Privileges Issue

Hi guys
Recently I was assigned a task to restore our database to a new instance which was successfull and re were able to access the server using our credentials.
But we were getting this issue with some mysql users where they had explicit privileges to some database but we were getting access denied to those databases

Hi Sumit,

Thanks for reaching out.

I understand that after restoring your existing database to new instance, some of your mysql users are not able to login into the database. Please correct me if I’m wrong.

Can you please confirm how you restored to a new instance ? Was this a upgradation of mysql server or just an import and export of backup to new mysql instance ? If yes then how you performed these operations ? Which mysql version was/is it ?

When you say these users are getting access denied, how do you know that ? As a basic check, is it confirmed that they are entering correct password ? Was there any certificate required while logging for these users ?

These details will help us to understand the background.

I was able to login to the mysql user. But unable to see the databases.
In our environment we store the backups in a s3 bucket.
It was just an import and export of backup, we used xtrabackup to restore the full backup

I used the following command to restore

xtrabackup --decompress --remove-original --target-dir=${RESTORED_DIR}
xtrabackup --prepare --target-dir=${RESTORED_DIR}
xtrabackup --copy-back --target-dir=${RESTORED_DIR}
chown -R mysql:mysql /var/lib/mysql

Mysql version 5.7.25
There is no certificate required while logging for the users.

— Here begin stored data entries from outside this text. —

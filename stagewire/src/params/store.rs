//! Parameter schema and the resolved, immutable parameter store.

use super::{ParamKind, ParamValue};
use crate::errors::{ContractErrorInfo, StagewireError, UnknownParameterError, ValidationError};
use serde::{Deserialize, Serialize};
use std::collections::BTreeMap;

/// Declaration of a single named option.
#[derive(Debug, Clone, PartialEq, Serialize, Deserialize)]
pub struct ParamSpec {
    /// Option name, used as `--name` on the command line.
    pub name: String,
    /// Declared kind; overrides are coerced to it.
    #[serde(default)]
    pub kind: ParamKind,
    /// Default value. `None` leaves the option unset unless overridden.
    #[serde(default)]
    pub default: Option<ParamValue>,
    /// Help text for the command line.
    #[serde(default)]
    pub help: Option<String>,
}

impl ParamSpec {
    /// Creates a spec with no default.
    #[must_use]
    pub fn new(name: impl Into<String>, kind: ParamKind) -> Self {
        Self {
            name: name.into(),
            kind,
            default: None,
            help: None,
        }
    }

    /// Sets the default value.
    #[must_use]
    pub fn with_default(mut self, value: impl Into<ParamValue>) -> Self {
        self.default = Some(value.into());
        self
    }

    /// Sets the help text.
    #[must_use]
    pub fn with_help(mut self, help: impl Into<String>) -> Self {
        self.help = Some(help.into());
        self
    }
}

/// A cross-parameter invariant checked at resolution time.
#[derive(Debug, Clone, PartialEq, Eq, Serialize, Deserialize)]
#[serde(rename_all = "snake_case", tag = "rule")]
pub enum Constraint {
    /// When `when` is truthy, `requires` must be set and non-blank.
    Requires {
        /// The enabling option.
        when: String,
        /// The companion option.
        requires: String,
    },
}

/// The declared option surface of a pipeline.
#[derive(Debug, Clone, Default, PartialEq, Serialize, Deserialize)]
pub struct ParamSchema {
    /// Declared options in declaration order.
    #[serde(default)]
    pub params: Vec<ParamSpec>,
    /// Cross-parameter invariants.
    #[serde(default)]
    pub constraints: Vec<Constraint>,
}

impl ParamSchema {
    /// Creates an empty schema.
    #[must_use]
    pub fn new() -> Self {
        Self::default()
    }

    /// Declares an option.
    #[must_use]
    pub fn param(mut self, spec: ParamSpec) -> Self {
        self.params.push(spec);
        self
    }

    /// Declares a boolean flag with a default.
    #[must_use]
    pub fn flag(self, name: impl Into<String>, default: bool) -> Self {
        self.param(ParamSpec::new(name, ParamKind::Bool).with_default(default))
    }

    /// Declares a path option with no default.
    #[must_use]
    pub fn path(self, name: impl Into<String>) -> Self {
        self.param(ParamSpec::new(name, ParamKind::Path))
    }

    /// Adds a "`when` implies `requires`" invariant.
    #[must_use]
    pub fn requires(mut self, when: impl Into<String>, requires: impl Into<String>) -> Self {
        self.constraints.push(Constraint::Requires {
            when: when.into(),
            requires: requires.into(),
        });
        self
    }

    /// Looks up a declared option.
    #[must_use]
    pub fn spec(&self, name: &str) -> Option<&ParamSpec> {
        self.params.iter().find(|p| p.name == name)
    }

    /// Resolves defaults overridden by raw command-line strings.
    ///
    /// # Errors
    ///
    /// `ValidationError` for undeclared options, values that don't parse as
    /// their declared kind, or violated constraints.
    pub fn resolve_raw<I, K, V>(&self, overrides: I) -> Result<ParameterStore, StagewireError>
    where
        I: IntoIterator<Item = (K, V)>,
        K: Into<String>,
        V: AsRef<str>,
    {
        let mut typed = BTreeMap::new();
        for (name, raw) in overrides {
            let name = name.into();
            let spec = self.spec(&name).ok_or_else(|| unknown_option(&name))?;
            let value = ParamValue::parse(spec.kind, raw.as_ref())
                .map_err(|reason| type_error(&name, &reason))?;
            typed.insert(name, value);
        }
        self.resolve(typed)
    }

    /// Resolves defaults overridden by typed values.
    ///
    /// # Errors
    ///
    /// See [`ParamSchema::resolve_raw`].
    pub fn resolve(
        &self,
        overrides: BTreeMap<String, ParamValue>,
    ) -> Result<ParameterStore, StagewireError> {
        if let Some(name) = overrides.keys().find(|name| self.spec(name).is_none()) {
            return Err(unknown_option(name).into());
        }

        let mut values = BTreeMap::new();
        for spec in &self.params {
            let chosen = overrides
                .get(&spec.name)
                .cloned()
                .or_else(|| spec.default.clone());
            if let Some(value) = chosen {
                let value = value
                    .into_kind(spec.kind)
                    .map_err(|reason| type_error(&spec.name, &reason))?;
                values.insert(spec.name.clone(), value);
            }
        }

        let store = ParameterStore { values };
        self.check_constraints(&store)?;
        Ok(store)
    }

    fn check_constraints(&self, store: &ParameterStore) -> Result<(), ValidationError> {
        for constraint in &self.constraints {
            match constraint {
                Constraint::Requires { when, requires } => {
                    let enabled = store.get(when).is_some_and(ParamValue::is_truthy);
                    let satisfied = store.get(requires).is_some_and(|v| !v.is_blank());
                    if enabled && !satisfied {
                        return Err(ValidationError::new(format!(
                            "Option '{when}' is enabled but '{requires}' is not set"
                        ))
                        .with_subjects(vec![when.clone(), requires.clone()])
                        .with_error_info(
                            ContractErrorInfo::new(
                                "PARAM-REQUIRES",
                                format!("'{when}' requires '{requires}'"),
                            )
                            .with_fix_hint(format!("Pass --{requires} or disable --{when}.")),
                        ));
                    }
                }
            }
        }
        Ok(())
    }
}

fn unknown_option(name: &str) -> ValidationError {
    ValidationError::new(format!("Unknown option '{name}'"))
        .with_subjects(vec![name.to_string()])
        .with_error_info(ContractErrorInfo::new(
            "PARAM-UNKNOWN-OPTION",
            format!("'{name}' is not a declared option"),
        ))
}

fn type_error(name: &str, reason: &str) -> ValidationError {
    ValidationError::new(format!("Invalid value for '{name}': {reason}"))
        .with_subjects(vec![name.to_string()])
        .with_error_info(ContractErrorInfo::new("PARAM-TYPE", reason.to_string()))
}

/// Resolved option values. Immutable once built; share it behind an `Arc`.
#[derive(Debug, Clone, Default, PartialEq, Serialize)]
pub struct ParameterStore {
    values: BTreeMap<String, ParamValue>,
}

impl ParameterStore {
    /// Builds a store directly from values, bypassing any schema.
    #[must_use]
    pub fn from_values<I, K>(values: I) -> Self
    where
        I: IntoIterator<Item = (K, ParamValue)>,
        K: Into<String>,
    {
        Self {
            values: values.into_iter().map(|(k, v)| (k.into(), v)).collect(),
        }
    }

    /// Returns the value of `name`.
    ///
    /// # Errors
    ///
    /// `UnknownParameterError` if the option has no default and no override.
    pub fn resolve(&self, name: &str) -> Result<&ParamValue, UnknownParameterError> {
        self.values
            .get(name)
            .ok_or_else(|| UnknownParameterError::new(name))
    }

    /// Returns the value of `name`, if set.
    #[must_use]
    pub fn get(&self, name: &str) -> Option<&ParamValue> {
        self.values.get(name)
    }

    /// Truthiness of `name`; unset options are false.
    #[must_use]
    pub fn flag(&self, name: &str) -> bool {
        self.get(name).is_some_and(ParamValue::is_truthy)
    }

    /// Iterates over all set options in name order.
    pub fn iter(&self) -> impl Iterator<Item = (&str, &ParamValue)> {
        self.values.iter().map(|(k, v)| (k.as_str(), v))
    }

    /// Number of set options.
    #[must_use]
    pub fn len(&self) -> usize {
        self.values.len()
    }

    /// Returns true if no option is set.
    #[must_use]
    pub fn is_empty(&self) -> bool {
        self.values.is_empty()
    }

    /// JSON object view for the template context.
    #[must_use]
    pub fn to_json(&self) -> serde_json::Value {
        serde_json::Value::Object(
            self.values
                .iter()
                .map(|(k, v)| (k.clone(), v.to_json()))
                .collect(),
        )
    }
}
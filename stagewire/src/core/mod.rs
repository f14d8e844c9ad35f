//! Core domain model types for stagewire.
//!
//! - Stream items, broadcast values and port types
//! - Instance and run status enums

mod item;
mod status;

pub(crate) use item::file_name;
pub use item::{Item, PortType, Shape, StreamValue};
pub use status::{InstanceState, RunStatus};
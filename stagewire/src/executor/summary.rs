//! The serializable report of a finished run.

use crate::core::{Item, RunStatus};
use crate::pipeline::FailureRecord;
use crate::sandbox::PublishFailure;
use chrono::{DateTime, Utc};
use serde::{Deserialize, Serialize};
use std::collections::BTreeMap;
use uuid::Uuid;

/// Terminal instance counts of one stage.
#[derive(Debug, Clone, Copy, Default, PartialEq, Eq, Serialize, Deserialize)]
pub struct StageCounts {
    /// Instances that succeeded.
    pub succeeded: usize,
    /// Instances that failed, under any policy.
    pub failed: usize,
    /// Instances that never ran or were killed by the abort.
    pub cancelled: usize,
}

impl StageCounts {
    /// Total instances created.
    #[must_use]
    pub fn total(&self) -> usize {
        self.succeeded + self.failed + self.cancelled
    }
}

/// Items left in a key join with no partner on another input.
#[derive(Debug, Clone, PartialEq, Eq, Serialize, Deserialize)]
pub struct UnmatchedItem {
    /// Stage name.
    pub stage: String,
    /// Input port holding the item.
    pub port: String,
    /// The item's key.
    pub key: String,
}

/// Outcome of [`Executor::run`](super::Executor::run).
#[derive(Debug, Clone, Serialize, Deserialize)]
pub struct RunSummary {
    /// Unique, time-ordered run id.
    pub run_id: Uuid,
    /// Pipeline name.
    pub pipeline: String,
    /// Final status.
    pub status: RunStatus,
    /// Start time.
    pub started_at: DateTime<Utc>,
    /// End time.
    pub finished_at: DateTime<Utc>,
    /// Wall-clock duration.
    pub duration_ms: u64,
    /// Counts per live stage.
    pub stages: BTreeMap<String, StageCounts>,
    /// Every failed instance, in observation order.
    pub failures: Vec<FailureRecord>,
    /// Outputs that could not be copied to the publish root.
    pub publish_failures: Vec<PublishFailure>,
    /// Join leftovers.
    pub unmatched: Vec<UnmatchedItem>,
    /// Stages that never ran because a broadcast input closed without a value.
    pub starved: Vec<String>,
    /// Nodes removed by gating.
    pub pruned: Vec<String>,
    /// Items emitted per stream id; broadcast lists are flattened.
    pub outputs: BTreeMap<String, Vec<Item>>,
    /// Reason given to the cancellation token, if any.
    pub cancel_reason: Option<String>,
}

impl RunSummary {
    /// Returns true if the run succeeded.
    #[must_use]
    pub fn is_success(&self) -> bool {
        self.status == RunStatus::Succeeded
    }

    /// Items emitted on a stream; empty if none.
    #[must_use]
    pub fn outputs(&self, stream: &str) -> &[Item] {
        self.outputs.get(stream).map_or(&[], Vec::as_slice)
    }

    /// Counts of one stage; zero if it never had instances.
    #[must_use]
    pub fn counts(&self, stage: &str) -> StageCounts {
        self.stages.get(stage).copied().unwrap_or_default()
    }

    /// Pretty-printed JSON.
    ///
    /// # Errors
    ///
    /// Serialization errors.
    pub fn to_json(&self) -> Result<String, serde_json::Error> {
        serde_json::to_string_pretty(self)
    }
}

#[cfg(test)]
mod tests {
    use super::*;

    #[test]
    fn test_summary_accessors_and_json() {
        let now = Utc::now();
        let summary = RunSummary {
            run_id: Uuid::now_v7(),
            pipeline: "chipseq".to_string(),
            status: RunStatus::Succeeded,
            started_at: now,
            finished_at: now,
            duration_ms: 12,
            stages: BTreeMap::from([(
                "align".to_string(),
                StageCounts {
                    succeeded: 3,
                    ..StageCounts::default()
                },
            )]),
            failures: Vec::new(),
            publish_failures: Vec::new(),
            unmatched: Vec::new(),
            starved: Vec::new(),
            pruned: vec!["peaks".to_string()],
            outputs: BTreeMap::from([("align.bam".to_string(), vec![Item::new("S1")])]),
            cancel_reason: None,
        };

        assert!(summary.is_success());
        assert_eq!(summary.counts("align").total(), 3);
        assert_eq!(summary.counts("missing"), StageCounts::default());
        assert_eq!(summary.outputs("align.bam").len(), 1);
        assert!(summary.outputs("nope").is_empty());

        let json: serde_json::Value = serde_json::from_str(&summary.to_json().unwrap()).unwrap();
        assert_eq!(json["status"], "succeeded");
        assert_eq!(json["pruned"][0], "peaks");
    }
}
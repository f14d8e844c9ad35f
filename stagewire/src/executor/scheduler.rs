//! Incremental readiness tracking and dispatch.
//!
//! Stream traffic is modelled as a queue of [`Signal`]s processed
//! synchronously between instance completions. Combinators react to signals
//! directly; stages turn them into instances. Only instances run on worker
//! tasks, so all bookkeeping lives on the scheduler task and needs no locks.

use super::summary::{RunSummary, StageCounts, UnmatchedItem};
use crate::cancellation::CancellationToken;
use crate::config::EngineConfig;
use crate::core::{InstanceState, Item, RunStatus, StreamValue};
use crate::errors::ExecutionError;
use crate::events::{EventSink, COLLECT_EMITTED, PUBLISH_FAILED, RUN_COMPLETED};
use crate::pipeline::{FailureCollector, FailureRecord, Graph, NodeDef};
use crate::sandbox::{sanitize_key, Instance, Sandbox, SandboxOutcome};
use crate::stages::StageDef;
use crate::stream::{cross, CombinatorOp, Flavor, SortKey};
use chrono::Utc;
use futures::future::BoxFuture;
use futures::stream::{FuturesUnordered, StreamExt};
use futures::FutureExt;
use serde_json::json;
use std::collections::{BTreeMap, HashSet, VecDeque};
use std::path::PathBuf;
use std::sync::Arc;
use std::time::Instant;
use tokio::task::JoinError;
use tracing::{debug, error, info, warn};
use uuid::Uuid;

type Completion = (usize, Result<Result<SandboxOutcome, ExecutionError>, JoinError>);

/// A unit of stream traffic.
#[derive(Debug, Clone)]
enum Signal {
    /// One item on a multi stream.
    Emit(String, Item),
    /// The value of a broadcast stream.
    SetBroadcast(String, StreamValue),
    /// No more traffic on the stream.
    Close(String),
}

impl Signal {
    fn stream(&self) -> &str {
        match self {
            Self::Emit(id, _) | Self::SetBroadcast(id, _) | Self::Close(id) => id,
        }
    }

    fn retarget(&self, stream: &str) -> Self {
        match self {
            Self::Emit(_, item) => Self::Emit(stream.to_string(), item.clone()),
            Self::SetBroadcast(_, value) => Self::SetBroadcast(stream.to_string(), value.clone()),
            Self::Close(_) => Self::Close(stream.to_string()),
        }
    }
}

#[derive(Debug)]
enum Slot {
    Multi,
    Broadcast(Option<StreamValue>),
}

#[derive(Debug)]
struct StageRuntime {
    def: Arc<StageDef>,
    slots: Vec<Slot>,
    multi_slots: Vec<usize>,
    /// Key join buffers, one queue per multi slot; used with two or more.
    joins: BTreeMap<String, Vec<VecDeque<Item>>>,
    multi_closed: usize,
    waiting: Vec<usize>,
    open: usize,
    spawned_single: bool,
    starved: bool,
    finished: bool,
    command: Option<String>,
}

impl StageRuntime {
    fn broadcasts_ready(&self) -> bool {
        self.slots.iter().all(|slot| match slot {
            Slot::Multi => true,
            Slot::Broadcast(value) => value.is_some(),
        })
    }

    /// Key and tags of a stage without multi inputs: taken from the first
    /// single-item broadcast input, else the stage name.
    fn single_identity(&self) -> (String, BTreeMap<String, String>) {
        self.slots
            .iter()
            .find_map(|slot| match slot {
                Slot::Broadcast(Some(StreamValue::Item(item))) => Some((item.key.clone(), item.tags.clone())),
                _ => None,
            })
            .unwrap_or_else(|| (self.def.name.clone(), BTreeMap::new()))
    }
}
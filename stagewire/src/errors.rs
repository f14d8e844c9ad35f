//! Error types for the stagewire engine.
//!
//! Errors fall into two groups. Startup and build-time errors
//! ([`ValidationError`], [`UnknownParameterError`], [`EmptySeedError`],
//! [`WiringError`]) abort before any stage runs. [`ExecutionError`] is raised
//! by a single stage instance at run time and is routed through the
//! scheduler's failure policy instead of being returned directly.

use serde::{Deserialize, Serialize};
use std::collections::HashMap;
use thiserror::Error;

/// The main error type for stagewire operations.
#[derive(Debug, Error)]
pub enum StagewireError {
    /// Bad or inconsistent configuration.
    #[error("{0}")]
    Validation(#[from] ValidationError),

    /// A parameter was read that has neither a default nor an override.
    #[error("{0}")]
    UnknownParameter(#[from] UnknownParameterError),

    /// A required seed stream turned out empty.
    #[error("{0}")]
    EmptySeed(#[from] EmptySeedError),

    /// The graph is inconsistent.
    #[error("{0}")]
    Wiring(#[from] WiringError),

    /// Serialization/deserialization error.
    #[error("Serialization error: {0}")]
    Serialization(String),

    /// IO error.
    #[error("IO error: {0}")]
    Io(#[from] std::io::Error),
}

impl From<serde_json::Error> for StagewireError {
    fn from(err: serde_json::Error) -> Self {
        Self::Serialization(err.to_string())
    }
}

/// Metadata about a build-time error for better diagnostics.
#[derive(Debug, Clone, Serialize, Deserialize, Default)]
pub struct ContractErrorInfo {
    /// Error code (e.g., "WIRING-CYCLE").
    pub code: String,
    /// Short summary of the error.
    pub summary: String,
    /// Hint for fixing the error.
    pub fix_hint: Option<String>,
    /// Additional context key-value pairs.
    #[serde(default)]
    pub context: HashMap<String, String>,
}

impl ContractErrorInfo {
    /// Creates a new contract error info.
    #[must_use]
    pub fn new(code: impl Into<String>, summary: impl Into<String>) -> Self {
        Self {
            code: code.into(),
            summary: summary.into(),
            fix_hint: None,
            context: HashMap::new(),
        }
    }

    /// Sets the fix hint.
    #[must_use]
    pub fn with_fix_hint(mut self, hint: impl Into<String>) -> Self {
        self.fix_hint = Some(hint.into());
        self
    }

    /// Adds a single context entry.
    #[must_use]
    pub fn with_context_entry(mut self, key: impl Into<String>, value: impl Into<String>) -> Self {
        self.context.insert(key.into(), value.into());
        self
    }
}

/// Raised when configuration or seed input is invalid.
#[derive(Debug, Clone, Error)]
#[error("{message}")]
pub struct ValidationError {
    /// The error message.
    pub message: String,
    /// Parameters or seeds involved in the error.
    pub subjects: Vec<String>,
    /// Optional contract error info.
    pub error_info: Option<ContractErrorInfo>,
}

impl ValidationError {
    /// Creates a new validation error.
    #[must_use]
    pub fn new(message: impl Into<String>) -> Self {
        Self {
            message: message.into(),
            subjects: Vec::new(),
            error_info: None,
        }
    }

    /// Sets the parameters or seeds involved.
    #[must_use]
    pub fn with_subjects(mut self, subjects: Vec<String>) -> Self {
        self.subjects = subjects;
        self
    }

    /// Sets the contract error info.
    #[must_use]
    pub fn with_error_info(mut self, info: ContractErrorInfo) -> Self {
        self.error_info = Some(info);
        self
    }

    /// Returns the error code, if any.
    #[must_use]
    pub fn code(&self) -> Option<&str> {
        self.error_info.as_ref().map(|info| info.code.as_str())
    }
}

/// Raised when a parameter has no default and no override.
#[derive(Debug, Clone, Error)]
#[error("Unknown parameter '{name}': no default and no override")]
pub struct UnknownParameterError {
    /// The parameter name.
    pub name: String,
}

impl UnknownParameterError {
    /// Creates a new unknown parameter error.
    #[must_use]
    pub fn new(name: impl Into<String>) -> Self {
        Self { name: name.into() }
    }
}

/// Raised when a required seed stream produced no items.
#[derive(Debug, Clone, Error)]
#[error("Seed '{seed}' is required but produced no items")]
pub struct EmptySeedError {
    /// The seed name.
    pub seed: String,
}

impl EmptySeedError {
    /// Creates a new empty seed error.
    #[must_use]
    pub fn new(seed: impl Into<String>) -> Self {
        Self { seed: seed.into() }
    }
}

/// Raised when the graph cannot be wired.
#[derive(Debug, Clone, Error)]
#[error("{message}")]
pub struct WiringError {
    /// The error message.
    pub message: String,
    /// The nodes involved in the error.
    pub nodes: Vec<String>,
    /// Optional contract error info.
    pub error_info: Option<ContractErrorInfo>,
}

impl WiringError {
    /// Creates a new wiring error.
    #[must_use]
    pub fn new(message: impl Into<String>) -> Self {
        Self {
            message: message.into(),
            nodes: Vec::new(),
            error_info: None,
        }
    }

    /// Sets the nodes involved.
    #[must_use]
    pub fn with_nodes(mut self, nodes: Vec<String>) -> Self {
        self.nodes = nodes;
        self
    }

    /// Sets the contract error info.
    #[must_use]
    pub fn with_error_info(mut self, info: ContractErrorInfo) -> Self {
        self.error_info = Some(info);
        self
    }

    /// Returns the error code, if any.
    #[must_use]
    pub fn code(&self) -> Option<&str> {
        self.error_info.as_ref().map(|info| info.code.as_str())
    }
}

/// Raised when a cycle is detected in the graph.
#[derive(Debug, Clone, Error)]
#[error("Cycle detected in graph: {}", cycle_path.join(" -> "))]
pub struct CycleDetectedError {
    /// The path of nodes forming the cycle.
    pub cycle_path: Vec<String>,
    /// Contract error info.
    pub error_info: ContractErrorInfo,
}

impl CycleDetectedError {
    /// Creates a new cycle detected error.
    #[must_use]
    pub fn new(cycle_path: Vec<String>) -> Self {
        let info = ContractErrorInfo::new(
            "WIRING-CYCLE",
            format!("Graph contains a stream cycle: {}", cycle_path.join(" -> ")),
        )
        .with_fix_hint("Streams must flow forward; break the loop by removing one input.");

        Self {
            cycle_path,
            error_info: info,
        }
    }
}

impl From<CycleDetectedError> for WiringError {
    fn from(err: CycleDetectedError) -> Self {
        Self {
            message: err.to_string(),
            nodes: err.cycle_path.clone(),
            error_info: Some(err.error_info),
        }
    }
}

/// Failure of a single stage instance inside its sandbox.
#[derive(Debug, Clone, Error, Serialize, Deserialize)]
#[serde(tag = "kind", rename_all = "snake_case")]
pub enum ExecutionError {
    /// The command template could not be rendered.
    #[error("Template error: {message}")]
    Template {
        /// Renderer message.
        message: String,
    },

    /// Inputs could not be placed into the working directory.
    #[error("Failed to materialize input '{file}': {message}")]
    Materialize {
        /// The offending file.
        file: String,
        /// The reason.
        message: String,
    },

    /// The process could not be started.
    #[error("Failed to spawn process: {message}")]
    Spawn {
        /// The reason.
        message: String,
    },

    /// The process exited with a nonzero status.
    #[error("Process exited with status {code}: {stderr_tail}")]
    NonZeroExit {
        /// Exit code (-1 when terminated by a signal).
        code: i32,
        /// The last lines of standard error.
        stderr_tail: String,
    },

    /// The process ran past its deadline and was killed.
    #[error("Process timed out after {millis}ms")]
    Timeout {
        /// The configured timeout in milliseconds.
        millis: u64,
    },

    /// A required output pattern matched nothing.
    #[error("Required output '{port}' matched no files for pattern '{pattern}'")]
    MissingOutput {
        /// The output port.
        port: String,
        /// The glob pattern.
        pattern: String,
    },

    /// The instance was terminated by run cancellation.
    #[error("Cancelled: {reason}")]
    Cancelled {
        /// The cancellation reason.
        reason: String,
    },

    /// Filesystem failure in the sandbox itself.
    #[error("Sandbox IO error: {message}")]
    Io {
        /// The reason.
        message: String,
    },
}

impl ExecutionError {
    /// Short machine-readable name of the variant.
    #[must_use]
    pub fn kind(&self) -> &'static str {
        match self {
            Self::Template { .. } => "template",
            Self::Materialize { .. } => "materialize",
            Self::Spawn { .. } => "spawn",
            Self::NonZeroExit { .. } => "non_zero_exit",
            Self::Timeout { .. } => "timeout",
            Self::MissingOutput { .. } => "missing_output",
            Self::Cancelled { .. } => "cancelled",
            Self::Io { .. } => "io",
        }
    }
}

impl From<std::io::Error> for ExecutionError {
    fn from(err: std::io::Error) -> Self {
        Self::Io {
            message: err.to_string(),
        }
    }
}

/// Provides default suggestions for common contract error codes.
pub struct ContractSuggestions;

impl ContractSuggestions {
    /// Gets a suggestion for a given error code.
    #[must_use]
    pub fn get(code: &str) -> Option<&'static str> {
        match code {
            "WIRING-CYCLE" => Some(
                "Check stage inputs for circular references. \
                 Every stream must be produced upstream of its consumer.",
            ),
            "WIRING-MISSING-PRODUCER" => Some(
                "Ensure every input references a seed, stage output, or combinator \
                 that exists. Check for typos in stream names.",
            ),
            "WIRING-SHARED-MULTI" => Some(
                "A multi stream feeds exactly one consumer. \
                 Insert a fan_out combinator to duplicate it.",
            ),
            "WIRING-TYPE-MISMATCH" => Some(
                "Producer and consumer must agree on item kind and shape. \
                 Use collect to turn an item stream into a list.",
            ),
            "WIRING-PRUNED-DEPENDENCY" => Some(
                "A gated-off stage feeds a consumer with other live inputs. \
                 Declare a default on the input port or gate the consumer too.",
            ),
            "WIRING-AMBIGUOUS-REFERENCE" => Some(
                "The producer has several outputs. Name the port explicitly as 'node.port'.",
            ),
            "WIRING-DUPLICATE-NODE" => Some("Node names must be unique within a pipeline."),
            "WIRING-DUPLICATE-PORT" => Some("Port names must be unique within a stage."),
            "WIRING-INVALID-NAME" => {
                Some("Names must be non-empty and may not contain '.' or '/'.")
            }
            "WIRING-INVALID-COMBINATOR" => Some(
                "fan_out needs n >= 1, cross_product needs values and mix needs sources.",
            ),
            "WIRING-INVALID-TIMEOUT" => {
                Some("Timeouts are given in milliseconds and must be positive.")
            }
            "WIRING-VARIANT-INPUT" => {
                Some("Size variants may only inspect list-shaped inputs (fed by collect).")
            }
            "WIRING-EMPTY" => Some("Add at least one stage to the graph before building."),
            _ => None,
        }
    }
}

#[cfg(test)]
mod tests {
    use super::*;

    #[test]
    fn test_contract_error_info_creation() {
        let info = ContractErrorInfo::new("TEST-001", "Test error")
            .with_fix_hint("Fix this by doing that")
            .with_context_entry("stage", "align");

        assert_eq!(info.code, "TEST-001");
        assert_eq!(info.summary, "Test error");
        assert_eq!(info.fix_hint, Some("Fix this by doing that".to_string()));
        assert_eq!(info.context.get("stage"), Some(&"align".to_string()));
    }

    #[test]
    fn test_cycle_detected_error() {
        let err = CycleDetectedError::new(vec![
            "a".to_string(),
            "b".to_string(),
            "c".to_string(),
            "a".to_string(),
        ]);

        assert!(err.to_string().contains("a -> b -> c -> a"));
        assert_eq!(err.error_info.code, "WIRING-CYCLE");

        let wiring: WiringError = err.into();
        assert_eq!(wiring.code(), Some("WIRING-CYCLE"));
    }

    #[test]
    fn test_execution_error_kind() {
        let err = ExecutionError::MissingOutput {
            port: "bam".to_string(),
            pattern: "*.bam".to_string(),
        };
        assert_eq!(err.kind(), "missing_output");
        assert!(err.to_string().contains("*.bam"));
    }

    #[test]
    fn test_execution_error_serializes_with_kind_tag() {
        let err = ExecutionError::NonZeroExit {
            code: 2,
            stderr_tail: "boom".to_string(),
        };
        let json = serde_json::to_value(&err).unwrap();
        assert_eq!(json["kind"], "non_zero_exit");
        assert_eq!(json["code"], 2);
    }

    #[test]
    fn test_contract_suggestions() {
        assert!(ContractSuggestions::get("WIRING-CYCLE").is_some());
        assert!(ContractSuggestions::get("UNKNOWN").is_none());
    }
}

@_Sumit_Debnath Please let us know the commands used to create the backup. If you are ignoring the mysql system database, then user accounts would not be restored.

$ xtrabackup --backup --compress --target-dir=/data/compressed/

A couple of things, you should consider adding --parallel 4 to the backup, decompress, and prepare stages, along with --compress-threads 4 and --decompress-threads 4 where appropriate. And, add --use-memory 4G on the prepare phase. Those will improve performance overall.

Since there are no filters on your backup command, you are indeed backing up and restoring the mysql users table. Go to the source server and run ‘SHOW GRANTS FOR XX@XX’ and then run the same command on the restored MySQL server. Are they the same?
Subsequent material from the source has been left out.